Since his inauguration in January, Ventura has been working overtime to try to gain the upper hand in this three-sided power struggle. In a clash of personalities, operating styles and ideologies, the split-party Legislature has been poking holes in his first budget. He is fighting an uphill battle, meanwhile, to be taken seriously as the gags about him, and his sometimes erratic behavior, continue.

While he is still given to flamboyant Western garb and rough talk in public, a visitor to his staid State Capitol office finds him conservatively attired in a dark suit and congenial and straightforward in manner as he talks about what he intends to do as the choice, and voice, of the people of Minnesota.

For all his courtesy and good temper, the new big man in state politics makes clear that in his mind, the voters are his only bosses, and he will call on them in any showdown with the Legislature.

Such a showdown could come in less than three weeks, with the scheduled May 17 adjournment of the Legislature. If it hasn't produced a balanced budget that meets with his approval by then, Ventura says, "I'm not going to call a special session. You never say never, but it's highly unlikely I would."

The new governor goes on: "I was under a time limit to get my budget to them. I could have waited until the last day [for submission]. I didn't do that. I gave it to them 2 1/2 weeks ahead of time. So for them to even insinuate that we should have some kind of special session is ludicrous."

Political consequences

In measured tones, he suggests the consequences if he doesn't get what he wants. "If they don't have the bills done," he says, "well, all I can say is, remember what happened to Newt when they shut the government down."

The governor is referring to the political damage suffered by House Speaker Newt Gingrich and his Republican Party when his budget battle with President Clinton in the winter of 1995-1996 twice closed down key parts of the federal government.

Gingrich, Ventura says, "didn't come out on the good end. I think that the president came out on the high side on that one, and I think the same thing will happen here -- that I, the governor, will come out on the high side, and the legislators will be the losers."

In this struggle, Ventura must cope principally with the House Republicans, who want a permanent tax cut, paid out of the $1.3 billion won from the tobacco industry in last year's lawsuit, to be rebated to taxpayers.

At the same time, the Republicans want more money in the budget for education, targeted in ways with which Ventura disagrees.

But the governor is not without his Republican friends. House Speaker Pro Tem Ron Abrams credits Ventura with changing "the culture around him" by reversing the trend toward more and more state government spending, and by making high-quality Cabinet appointments.

The Democrats also differ with Ventura on the basic role of government, with the governor by and large taking more centrist positions than the traditionally liberal DFL.

Senate Majority Leader Roger Moe says that "so far we've gotten along. I've tried to give him as much slack as possible. I have to believe in his heart he didn't expect to be governor. So he deserves a little more time."

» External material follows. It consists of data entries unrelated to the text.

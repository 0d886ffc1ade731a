//! Consultation chat daemon
//!
//! Serves the real-time doctor/patient chat over WebSocket.
//!
//! # Usage
//!
//! ```bash
//! # Start the daemon with the default config location
//! consultd serve
//!
//! # Start with an explicit config file
//! consultd --config /etc/consult/consultd.toml serve
//!
//! # Validate a config file and exit
//! consultd --config ./consultd.toml check-config
//!
//! # Override the bind address and enable debug logging
//! CONSULT_BIND=127.0.0.1:9000 RUST_LOG=consultd=debug consultd serve
//! ```
//!
//! # Signal Handling
//!
//! - SIGTERM/SIGINT: Graceful shutdown

use std::path::PathBuf;
use std::process;

use anyhow::{Context, Result};
use clap::{Parser, Subcommand};
use tokio_util::sync::CancellationToken;
use tracing::{error, info};
use tracing_subscriber::EnvFilter;

use consultd::config::Config;
use consultd::hub::{spawn_hub, watch_session_ends};
use consultd::server::{AppState, ChatServer};
use consultd::store::Stores;

/// Consultation chat daemon
#[derive(Parser, Debug)]
#[command(name = "consultd", version, about)]
struct Args {
    /// Path to the TOML config file
    #[arg(short, long, env = "CONSULT_CONFIG")]
    config: Option<PathBuf>,

    #[command(subcommand)]
    command: Option<Command>,
}

#[derive(Subcommand, Debug)]
enum Command {
    /// Run the chat server
    Serve,
    /// Load and validate the configuration, then exit
    CheckConfig,
}

fn main() -> Result<()> {
    let args = Args::parse();

    let config = Config::load(args.config.as_deref()).context("Failed to load configuration")?;

    match args.command.unwrap_or(Command::Serve) {
        Command::Serve => run_daemon(config),
        Command::CheckConfig => {
            println!("Configuration OK");
            println!("  bind: {}", config.server.bind);
            println!("  outbound queue: {}", config.chat.outbound_capacity);
            println!("  seeded sessions: {}", config.sessions.len());
            println!("  seeded profiles: {}", config.profiles.len());
            Ok(())
        }
    }
}

/// Initializes tracing. `RUST_LOG` wins over the configured filter.
fn init_logging(config: &Config) {
    let filter = EnvFilter::try_from_default_env()
        .unwrap_or_else(|_| EnvFilter::new(&config.logging.filter));

    if config.logging.json {
        tracing_subscriber::fmt()
            .json()
            .with_env_filter(filter)
            .init();
    } else {
        tracing_subscriber::fmt().with_env_filter(filter).init();
    }
}

/// Runs the daemon (async entry point).
#[tokio::main]
async fn run_daemon(config: Config) -> Result<()> {
    init_logging(&config);

    info!(
        version = env!("CARGO_PKG_VERSION"),
        pid = process::id(),
        "Consultation chat daemon starting"
    );

    let addr = config.bind_addr()?;

    // Create cancellation token for graceful shutdown
    let cancel_token = CancellationToken::new();

    let shutdown_token = cancel_token.clone();
    tokio::spawn(async move {
        if let Err(e) = wait_for_shutdown_signal().await {
            error!(error = %e, "Error waiting for shutdown signal");
        }
        info!("Shutdown signal received");
        shutdown_token.cancel();
    });

    let stores = Stores::in_memory(&config);
    info!(
        sessions = config.sessions.len(),
        profiles = config.profiles.len(),
        "In-memory stores seeded"
    );

    let hub = spawn_hub(config.chat.command_buffer);
    let _watcher = watch_session_ends(hub.clone(), stores.sessions.subscribe_ended());
    info!("Session hub started");

    let server = ChatServer::new(addr, AppState::new(hub, stores, config.chat), cancel_token);

    if let Err(e) = server.run().await {
        error!(error = %e, "Server error");
        return Err(e.into());
    }

    info!("Consultation chat daemon stopped");
    Ok(())
}

/// Waits for a shutdown signal (SIGTERM or SIGINT).
async fn wait_for_shutdown_signal() -> Result<()> {
    #[cfg(unix)]
    {
        use tokio::signal::unix::{signal, SignalKind};

        let mut sigterm = signal(SignalKind::terminate())?;
        let mut sigint = signal(SignalKind::interrupt())?;

        tokio::select! {
            _ = sigterm.recv() => {
                info!("Received SIGTERM");
            }
            _ = sigint.recv() => {
                info!("Received SIGINT");
            }
        }
    }

    #[cfg(not(unix))]
    {
        tokio::signal::ctrl_c().await?;
        info!("Received Ctrl+C");
    }

    Ok(())
}
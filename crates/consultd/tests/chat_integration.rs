//! End-to-end chat flows over in-memory sockets.
//!
//! Each test drives real client tasks and a real hub actor; only the
//! socket and the message store are substituted.
//!
//! Tests CAN use `.unwrap()` and `.expect()`.

mod common;

use common::{Harness, DOCTOR, PATIENT, SESSION};
use consult_core::{MessageKind, MessageStore, Role, SessionStore, UserId};
use consult_protocol::{InboundFrame, ServerFrame};
use consultd::client::{attach, ClientError, ConnectRequest};
use consultd::hub::{HubError, LeaveReason, RoomEvent};

// ============================================================================
// Lifecycle Scenarios
// ============================================================================

#[tokio::test]
async fn test_first_participant_creates_room_and_messages_persist() {
    let harness = Harness::new();
    let mut doctor = harness.connect(DOCTOR, Role::Doctor).await;

    assert_eq!(harness.members().await, vec![DOCTOR]);

    doctor.say("hello");
    harness.wait_for_saves(1).await;

    let history = harness.messages.history(SESSION).await.unwrap();
    assert_eq!(history.len(), 1);
    assert_eq!(history[0].body, "hello");
    assert_eq!(history[0].sender_id, DOCTOR);

    // No peer, no echo
    doctor.expect_silence().await;
}

#[tokio::test]
async fn test_message_reaches_other_participant_once() {
    let harness = Harness::new();
    let mut doctor = harness.connect(DOCTOR, Role::Doctor).await;
    let mut patient = harness.connect(PATIENT, Role::Patient).await;

    assert_eq!(harness.members().await, vec![DOCTOR, PATIENT]);

    doctor.say("are you there?");

    match patient.expect_frame().await {
        ServerFrame::Message(message) => {
            assert_eq!(message.sender_id, DOCTOR);
            assert_eq!(message.session_id, SESSION);
            assert_eq!(message.message, "are you there?");
            assert_eq!(message.message_type, MessageKind::Text);
            assert_eq!(message.sender_name, "Dr. Grey");
            assert_eq!(message.sender_photo.as_deref(), Some("https://img/1.png"));
            assert!(!message.is_typing);
        }
        other => panic!("expected message, got {other:?}"),
    }

    patient.expect_silence().await;
    doctor.expect_silence().await;
}

#[tokio::test]
async fn test_typing_is_relayed_but_never_saved() {
    let harness = Harness::new();
    let doctor = harness.connect(DOCTOR, Role::Doctor).await;
    let mut patient = harness.connect(PATIENT, Role::Patient).await;

    for _ in 0..3 {
        doctor.send(&InboundFrame::typing());
    }

    for _ in 0..3 {
        assert_eq!(
            patient.expect_frame().await,
            ServerFrame::Typing {
                session_id: SESSION,
                sender_id: DOCTOR,
                is_typing: true,
            }
        );
    }

    patient.expect_silence().await;
    assert_eq!(harness.messages.save_calls(), 0);
    assert!(harness.messages.history(SESSION).await.unwrap().is_empty());
}

#[tokio::test]
async fn test_disconnect_leaves_peer_unaffected() {
    let harness = Harness::new();
    let mut doctor = harness.connect(DOCTOR, Role::Doctor).await;
    let patient = harness.connect(PATIENT, Role::Patient).await;

    assert!(patient.peer.fail("connection reset"));
    harness.wait_for_members(&[DOCTOR]).await;
    patient.finished().await;

    doctor.say("still there?");
    harness.wait_for_saves(1).await;

    // The doctor sees neither an error nor its own message
    doctor.expect_silence().await;
    assert_eq!(harness.members().await, vec![DOCTOR]);
}

#[tokio::test]
async fn test_session_end_closes_room_and_refuses_late_joins() {
    let harness = Harness::new();
    let mut events = harness.hub.subscribe();
    let mut doctor = harness.connect(DOCTOR, Role::Doctor).await;
    let mut patient = harness.connect(PATIENT, Role::Patient).await;

    harness.sessions.end_session(SESSION).await.unwrap();

    for participant in [&mut doctor, &mut patient] {
        assert_eq!(
            participant.expect_frame().await,
            ServerFrame::session_ended(SESSION)
        );
        participant.expect_closed().await;
    }

    assert_eq!(harness.hub.room_count().await, 0);
    assert!(harness.hub.room_members(SESSION).await.is_none());

    let late = harness.try_connect(PATIENT, Role::Patient).await;
    assert!(matches!(
        late,
        Err(ClientError::Hub(HubError::SessionNotOngoing(id))) if id == SESSION
    ));
    assert_eq!(harness.hub.room_count().await, 0);

    // The room closed exactly once
    let mut closed = 0;
    while let Ok(event) = events.try_recv() {
        if event == (RoomEvent::RoomClosed { session_id: SESSION }) {
            closed += 1;
        }
    }
    assert_eq!(closed, 1);

    doctor.finished().await;
    patient.finished().await;
}

#[tokio::test]
async fn test_end_tombstone_wins_over_stale_store() {
    let harness = Harness::new();
    let _doctor = harness.connect(DOCTOR, Role::Doctor).await;

    // The hub learns of the end before the store does
    assert!(harness.hub.end_session(SESSION).await.unwrap());

    let late = harness.try_connect(DOCTOR, Role::Doctor).await;
    assert!(matches!(
        late,
        Err(ClientError::Hub(HubError::SessionNotOngoing(_)))
    ));
    assert_eq!(harness.hub.room_count().await, 0);
}

// ============================================================================
// Registration Rules
// ============================================================================

#[tokio::test]
async fn test_stranger_and_wrong_role_are_forbidden() {
    let harness = Harness::new();

    let stranger = harness.try_connect(UserId::new(99), Role::Patient).await;
    assert!(matches!(
        stranger,
        Err(ClientError::Hub(HubError::Forbidden { .. }))
    ));

    let impostor = harness.try_connect(PATIENT, Role::Doctor).await;
    assert!(matches!(
        impostor,
        Err(ClientError::Hub(HubError::Forbidden { .. }))
    ));

    assert_eq!(harness.hub.room_count().await, 0);
}

#[tokio::test]
async fn test_reconnect_replaces_previous_connection() {
    let harness = Harness::new();
    let mut events = harness.hub.subscribe();

    let mut first = harness.connect(DOCTOR, Role::Doctor).await;
    let mut second = harness.connect(DOCTOR, Role::Doctor).await;
    let patient = harness.connect(PATIENT, Role::Patient).await;

    // The replaced socket is closed without a notice
    first.expect_closed().await;
    let first_id = first.connection_id;
    first.finished().await;

    // The stale connection's unregister did not evict the replacement
    assert_eq!(harness.members().await, vec![DOCTOR, PATIENT]);

    patient.say("hi doctor");
    match second.expect_frame().await {
        ServerFrame::Message(message) => assert_eq!(message.message, "hi doctor"),
        other => panic!("expected message, got {other:?}"),
    }

    let mut replaced = false;
    while let Ok(event) = events.try_recv() {
        if let RoomEvent::MemberLeft {
            connection_id,
            reason: LeaveReason::Replaced,
            ..
        } = event
        {
            assert_eq!(connection_id, first_id);
            replaced = true;
        }
    }
    assert!(replaced);
}

#[tokio::test]
async fn test_unspawned_client_leaves_room_when_dropped() {
    let harness = Harness::new();
    let request = ConnectRequest {
        session_id: SESSION,
        user_id: PATIENT,
        role: Role::Patient,
    };

    let dropped = attach(&harness.hub, &harness.stores, &harness.chat, request)
        .await
        .unwrap();
    assert_eq!(harness.members().await, vec![PATIENT]);
    drop(dropped);
    harness.wait_for_members(&[]).await;

    let abandoned = attach(&harness.hub, &harness.stores, &harness.chat, request)
        .await
        .unwrap();
    abandoned.abandon().await;
    assert_eq!(harness.members().await, Vec::<UserId>::new());

    // The room itself stays until the session ends
    assert_eq!(harness.hub.room_count().await, 1);
}

// ============================================================================
// Failure Containment
// ============================================================================

#[tokio::test]
async fn test_persistence_failure_is_reported_to_sender_only() {
    let harness = Harness::new();
    let mut doctor = harness.connect(DOCTOR, Role::Doctor).await;
    let mut patient = harness.connect(PATIENT, Role::Patient).await;

    harness.messages.set_failing(true);
    doctor.say("lost");

    match doctor.expect_frame().await {
        ServerFrame::Error { message } => assert!(message.contains("could not be saved")),
        other => panic!("expected error notice, got {other:?}"),
    }
    patient.expect_silence().await;

    // The connection survives and the next message goes through
    harness.messages.set_failing(false);
    doctor.say("found");
    match patient.expect_frame().await {
        ServerFrame::Message(message) => assert_eq!(message.message, "found"),
        other => panic!("expected message, got {other:?}"),
    }
}

#[tokio::test]
async fn test_malformed_frames_get_error_notice_and_connection_stays() {
    let harness = Harness::new();
    let mut doctor = harness.connect(DOCTOR, Role::Doctor).await;
    let mut patient = harness.connect(PATIENT, Role::Patient).await;

    assert!(doctor.peer.send_text("{not json"));
    assert!(matches!(doctor.expect_frame().await, ServerFrame::Error { .. }));

    doctor.send(&InboundFrame::text("   "));
    assert_eq!(
        doctor.expect_frame().await,
        ServerFrame::error("text message is empty")
    );

    doctor.send(&InboundFrame::attachment("", "caption"));
    assert!(matches!(doctor.expect_frame().await, ServerFrame::Error { .. }));

    patient.expect_silence().await;
    assert_eq!(harness.messages.save_calls(), 0);

    doctor.say("valid");
    match patient.expect_frame().await {
        ServerFrame::Message(message) => assert_eq!(message.message, "valid"),
        other => panic!("expected message, got {other:?}"),
    }
}

// ============================================================================
// Ordering
// ============================================================================

#[tokio::test]
async fn test_single_sender_order_is_preserved() {
    let harness = Harness::new();
    let doctor = harness.connect(DOCTOR, Role::Doctor).await;
    let mut patient = harness.connect(PATIENT, Role::Patient).await;

    for i in 0..20 {
        doctor.say(&format!("message {i}"));
    }

    for i in 0..20 {
        match patient.expect_frame().await {
            ServerFrame::Message(message) => assert_eq!(message.message, format!("message {i}")),
            other => panic!("expected message, got {other:?}"),
        }
    }

    let history = harness.messages.history(SESSION).await.unwrap();
    let bodies: Vec<_> = history.iter().map(|m| m.body.as_str()).collect();
    let expected: Vec<String> = (0..20).map(|i| format!("message {i}")).collect();
    assert_eq!(bodies, expected.iter().map(String::as_str).collect::<Vec<_>>());
    assert!(history.windows(2).all(|w| w[0].id < w[1].id && w[0].created_at < w[1].created_at));
}

#[tokio::test]
async fn test_attachment_carries_reference() {
    let harness = Harness::new();
    let patient = harness.connect(PATIENT, Role::Patient).await;
    let mut doctor = harness.connect(DOCTOR, Role::Doctor).await;

    patient.send(&InboundFrame::attachment("uploads/scan.png", "my scan"));

    match doctor.expect_frame().await {
        ServerFrame::Message(message) => {
            assert_eq!(message.message_type, MessageKind::Attachment);
            assert_eq!(message.attachment, "uploads/scan.png");
            assert_eq!(message.message, "my scan");
            assert_eq!(message.sender_name, "Pat");
            assert_eq!(message.sender_photo, None);
        }
        other => panic!("expected message, got {other:?}"),
    }
}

Ventura, for his part, says that both major parties have learned from his surprise election. On education, for example, he says, the Republicans have dropped their fight for vouchers for private schools.

"Two years ago, it was `vouchers' out of the same group of people," he says. "I said in my campaign I wanted to outlaw the word `voucher.' Apparently, I've done so. I guess [it's] my leadership. They saw the light."